Oxnard Geoffrey R, Thress Kenneth S, Alden Ryan S, Lawrance Rachael, Paweletz Cloud P, Cantarini Mireille, Yang James Chih-Hsin, Barrett J Carl, Jänne Pasi A
Geoffrey R. Oxnard, Ryan S. Alden, Cloud P. Paweletz, and Pasi A. Jänne, Dana-Farber Cancer Institute, Boston; Kenneth S. Thress and J. Carl Barrett, AstraZeneca, Waltham, MA; Rachael Lawrance and Mireille Cantarini, AstraZeneca, Macclesfield, United Kingdom; and James Chih-Hsin Yang, National Taiwan University and National Taiwan University Hospital, Taipei, Taiwan.
J Clin Oncol. 2016 Oct 1;34(28):3375-82. doi: 10.1200/JCO.2016.66.7162. Epub 2016 Jun 27.
Third-generation epidermal growth factor receptor (EGFR) tyrosine kinase inhibitors (TKIs) have demonstrated potent activity against TKI resistance mediated by EGFR T790M. We studied whether noninvasive genotyping of cell-free plasma DNA (cfDNA) is a useful biomarker for prediction of outcome from a third-generation EGFR-TKI, osimertinib.
Plasma was collected from all patients in the first-in-man study of osimertinib. Patients who were included had acquired EGFR-TKI resistance and evidence of a common EGFR-sensitizing mutation. Genotyping of cell-free plasma DNA was performed by using BEAMing. Plasma genotyping accuracy was assessed by using tumor genotyping from a central laboratory as reference. Objective response rate (ORR) and progression-free survival (PFS) were analyzed in all T790M-positive or T790M-negative patients.

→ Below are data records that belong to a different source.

//! The registry of named cache namespaces, grounded in
//! `original_source/x/memcache/store.go`.

use crate::cache::CacheNamespace;
use crate::types::GetterFn;
use hashbrown::HashMap;
use parking_lot::Mutex;
use std::hash::Hash;
use std::sync::Arc;

/// Owns every live [`CacheNamespace`] for a given key type `K`, keyed by
/// name. Cheap to share: clone the `Arc<Store<K>>` you construct it behind.
pub struct Store<K> {
    caches: Mutex<HashMap<String, Arc<CacheNamespace<K>>>>,
    span: Mutex<tracing::Span>,
}

impl<K> Store<K>
where
    K: Hash + Eq + Clone + Send + Sync + 'static,
{
    /// An empty registry with no logging span bound.
    pub fn new() -> Self {
        Store {
            caches: Mutex::new(HashMap::new()),
            span: Mutex::new(tracing::Span::none()),
        }
    }

    /// Binds the span future [`Store::new_cache`] calls enter for their log
    /// lines. Namespaces already created keep whatever span was live at
    /// their own creation time; this does not rebind them.
    pub fn set_logger(&self, span: tracing::Span) {
        *self.span.lock() = span;
    }

    /// The namespace registered under `name`, if any.
    pub fn get_cache(&self, name: &str) -> Option<Arc<CacheNamespace<K>>> {
        self.caches.lock().get(name).cloned()
    }

    /// Registers a new namespace under `name` with a budget of
    /// `cache_bytes`, recovering misses through `getter`. Returns `None`
    /// if `name` is already registered.
    pub fn new_cache(
        &self,
        name: impl Into<String>,
        cache_bytes: usize,
        getter: GetterFn<K>,
    ) -> Option<Arc<CacheNamespace<K>>> {
        let name = name.into();
        let mut guard = self.caches.lock();
        if guard.contains_key(&name) {
            return None;
        }
        let span = self.span.lock().clone();
        tracing::debug!(parent: &span, cache = %name, "new_cache");
        let cache = CacheNamespace::new(name.clone(), cache_bytes, getter, span);
        guard.insert(name, cache.clone());
        Some(cache)
    }

    /// Removes `name` from the registry. The namespace itself lives on as
    /// long as some caller still holds the `Arc` returned by
    /// [`Store::new_cache`]/[`Store::get_cache`].
    pub fn deregister_cache(&self, name: &str) {
        self.caches.lock().remove(name);
    }
}

impl<K> Default for Store<K>
where
    K: Hash + Eq + Clone + Send + Sync + 'static,
{
    fn default() -> Self {
        Self::new()
    }
}

#[cfg(test)]
mod tests {
    use super::*;
    use crate::context::Context;
    use crate::types::Cache;

    fn getter() -> GetterFn<&'static str> {
        Box::new(|_ctx: &Context, key: &&str, sink: &mut dyn crate::sink::Sink| {
            sink.set_bytes(key.as_bytes(), None)
        })
    }

    #[test]
    fn new_cache_then_get_cache_round_trips() {
        let store: Store<&str> = Store::new();
        let created = store.new_cache("widgets", 1024, getter()).unwrap();
        let fetched = store.get_cache("widgets").unwrap();
        assert_eq!(created.name(), fetched.name());
    }

    #[test]
    fn duplicate_name_is_rejected() {
        let store: Store<&str> = Store::new();
        assert!(store.new_cache("widgets", 1024, getter()).is_some());
        assert!(store.new_cache("widgets", 1024, getter()).is_none());
    }

    #[test]
    fn deregister_removes_from_registry() {
        let store: Store<&str> = Store::new();
        store.new_cache("widgets", 1024, getter()).unwrap();
        store.deregister_cache("widgets");
        assert!(store.get_cache("widgets").is_none());
    }

    #[test]
    fn missing_cache_is_none() {
        let store: Store<&str> = Store::new();
        assert!(store.get_cache("ghost").is_none());
    }
}
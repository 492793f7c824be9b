//! A minimal cooperative cancellation token.
//!
//! The Go module this crate is modelled on threads a `context.Context`
//! through every `Cache`/`Getter`/`Setter` call so a caller can cancel an
//! in-flight upstream load. `Context` plays that role here: it carries no
//! values (the Go original's `internal.WithSink` helper has no counterpart
//! once `Sink` is already an explicit parameter everywhere), only a
//! cancellation flag a [`Getter`](crate::Getter) may consult at its
//! discretion.

use std::sync::atomic::{AtomicBool, Ordering};
use std::sync::Arc;

/// Why a cancellable loop such as
/// [`ByteLru::evict_expired_loop`](crate::ByteLru::evict_expired_loop)
/// stopped.
#[derive(Debug, Clone, Copy, PartialEq, Eq)]
pub enum CancelReason {
    /// [`Context::cancel`] was called.
    Cancelled,
}

/// A cooperative cancellation token, cheaply cloneable and shareable across
/// threads.
#[derive(Debug, Clone, Default)]
pub struct Context {
    cancelled: Arc<AtomicBool>,
}

impl Context {
    /// Creates a fresh, non-cancelled context.
    pub fn new() -> Self {
        Self::default()
    }

    /// Returns a context that is already cancelled.
    pub fn cancelled() -> Self {
        let ctx = Self::new();
        ctx.cancel();
        ctx
    }

    /// Requests cancellation. Idempotent.
    pub fn cancel(&self) {
        self.cancelled.store(true, Ordering::SeqCst);
    }

    /// True once [`Context::cancel`] has been called.
    pub fn is_cancelled(&self) -> bool {
        self.cancelled.load(Ordering::SeqCst)
    }
}
//! The per-namespace facade: composes [`ByteLru`] and [`SingleFlight`] into
//! the [`Cache`] contract, grounded in `original_source/x/memcache/cache.go`.

use crate::byte_lru::ByteLru;
use crate::context::Context;
use crate::error::Error;
use crate::single_flight::{AdderGetter, SingleFlight};
use crate::sink::Sink;
use crate::types::{Cache, GetterFn, Stats, Type};
use std::hash::Hash;
use std::sync::Arc;
use std::time::Instant;

impl<K> AdderGetter<K> for ByteLru<K>
where
    K: Hash + Eq + Clone + Send + Sync,
{
    fn get_bytes(&self, key: &K) -> Option<(Vec<u8>, Option<Instant>)> {
        self.get(key)
    }

    fn add_bytes(&self, key: K, bytes: Vec<u8>, expire: Option<Instant>) {
        self.add(key, bytes, expire)
    }
}

/// One named, bounded cache: a byte LRU fronted by single-flight
/// coalescing and a fixed upstream [`Getter`](crate::Getter).
pub struct CacheNamespace<K> {
    name: String,
    lru: Arc<ByteLru<K>>,
    single_flight: SingleFlight<K>,
    getter: GetterFn<K>,
    span: tracing::Span,
}

impl<K> CacheNamespace<K>
where
    K: Hash + Eq + Clone + Send + Sync + 'static,
{
    /// Creates a namespace holding up to `cache_bytes` of data, recovering
    /// misses through `getter`. `span` is entered for every log line this
    /// namespace emits for the rest of its lifetime.
    pub fn new(
        name: impl Into<String>,
        cache_bytes: usize,
        getter: GetterFn<K>,
        span: tracing::Span,
    ) -> Arc<Self> {
        let lru = Arc::new(ByteLru::new(cache_bytes));
        let single_flight = SingleFlight::new(lru.clone() as Arc<dyn AdderGetter<K>>);
        Arc::new(CacheNamespace {
            name: name.into(),
            lru,
            single_flight,
            getter,
            span,
        })
    }
}

impl<K> Cache<K> for CacheNamespace<K>
where
    K: Hash + Eq + Clone + Send + Sync + 'static,
{
    fn name(&self) -> &str {
        &self.name
    }

    fn stats(&self, _ty: Type) -> Stats {
        // A single pool backs both Type::MainCache and Type::HotCache;
        // see spec.md's Type/Stats(HotCache) Open Question resolution.
        self.lru.stats()
    }

    fn set(
        &self,
        _ctx: &Context,
        key: &K,
        bytes: &[u8],
        expire: Option<Instant>,
        _ty: Type,
    ) -> Result<(), Error> {
        if bytes.is_empty() {
            return Err(Error::NoData);
        }
        let _enter = self.span.enter();
        tracing::debug!(cache = %self.name, "set");
        self.single_flight.set(key, bytes.to_vec(), expire);
        Ok(())
    }

    fn get(&self, ctx: &Context, key: &K, sink: &mut dyn Sink) -> Result<(), Error> {
        let _enter = self.span.enter();
        self.single_flight.get(ctx, key, self.getter.as_ref(), sink)
    }

    fn remove(&self, _ctx: &Context, key: &K) {
        let _enter = self.span.enter();
        tracing::debug!(cache = %self.name, "remove");
        self.lru.remove(key);
        self.single_flight.forget(key);
    }
}
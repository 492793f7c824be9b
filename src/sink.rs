//! The caller-owned destination buffer a [`Getter`](crate::Getter) fills.
//!
//! Grounded in `original_source/byte.go`. The Go original exposes a single
//! `cache.Sink` interface with a `SetBytes`/`UnsafeSetBytes` pair; this
//! keeps both the copying and the adopting variants but makes the adopting
//! one safe by taking the buffer by value instead of documenting a "don't
//! touch this slice again" contract.

use crate::error::Error;
use std::time::Instant;

/// A destination a loader writes encoded bytes and an optional expiry into.
///
/// Implementations decide how (or whether) to store an expiry; a `Sink`
/// with no expiry never expires on its own.
pub trait Sink {
    /// Copies `bytes` into the sink, replacing any previous contents.
    fn set_bytes(&mut self, bytes: &[u8], expire: Option<Instant>) -> Result<(), Error>;

    /// The sink's current contents, if any.
    fn bytes(&self) -> Option<&[u8]>;

    /// This sink's expiry, if set.
    fn expire(&self) -> Option<Instant>;

    /// Number of bytes currently held.
    fn len(&self) -> usize {
        self.bytes().map_or(0, <[u8]>::len)
    }

    /// True if the sink holds no bytes.
    fn is_empty(&self) -> bool {
        self.len() == 0
    }

    /// Clears the sink back to empty, no expiry.
    fn reset(&mut self);
}

/// The simplest [`Sink`]: an owned byte buffer plus an optional expiry.
#[derive(Debug, Default, Clone)]
pub struct ByteSink {
    bytes: Option<Vec<u8>>,
    expire: Option<Instant>,
}

impl ByteSink {
    /// An empty sink with no expiry.
    pub fn new() -> Self {
        Self::default()
    }

    /// Adopts `bytes` by value instead of copying it, the safe equivalent
    /// of the Go original's `UnsafeSetBytes`. Since `bytes` is moved in,
    /// the caller cannot mutate it afterwards — ownership transfer makes
    /// the Go version's "don't touch this slice again" documentation
    /// comment into a compiler-enforced invariant.
    pub fn set_owned_bytes(&mut self, bytes: Vec<u8>, expire: Option<Instant>) {
        self.bytes = Some(bytes);
        self.expire = expire;
    }
}

impl Sink for ByteSink {
    fn set_bytes(&mut self, bytes: &[u8], expire: Option<Instant>) -> Result<(), Error> {
        self.bytes = Some(bytes.to_vec());
        self.expire = expire;
        Ok(())
    }

    fn bytes(&self) -> Option<&[u8]> {
        self.bytes.as_deref()
    }

    fn expire(&self) -> Option<Instant> {
        self.expire
    }

    fn reset(&mut self) {
        self.bytes = None;
        self.expire = None;
    }
}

Sensitivity of plasma genotyping for detection of T790M was 70%. Of 58 patients with T790M-negative tumors, T790M was detected in plasma of 18 (31%). ORR and median PFS were similar in patients with T790M-positive plasma (ORR, 63%; PFS, 9.7 months) or T790M-positive tumor (ORR, 62%; PFS, 9.7 months) results. Although patients with T790M-negative plasma had overall favorable outcomes (ORR, 46%; median PFS, 8.2 months), tumor genotyping distinguished a subset of patients positive for T790M who had better outcomes (ORR, 69%; PFS, 16.5 months) as well as a subset of patients negative for T790M with poor outcomes (ORR, 25%; PFS, 2.8 months).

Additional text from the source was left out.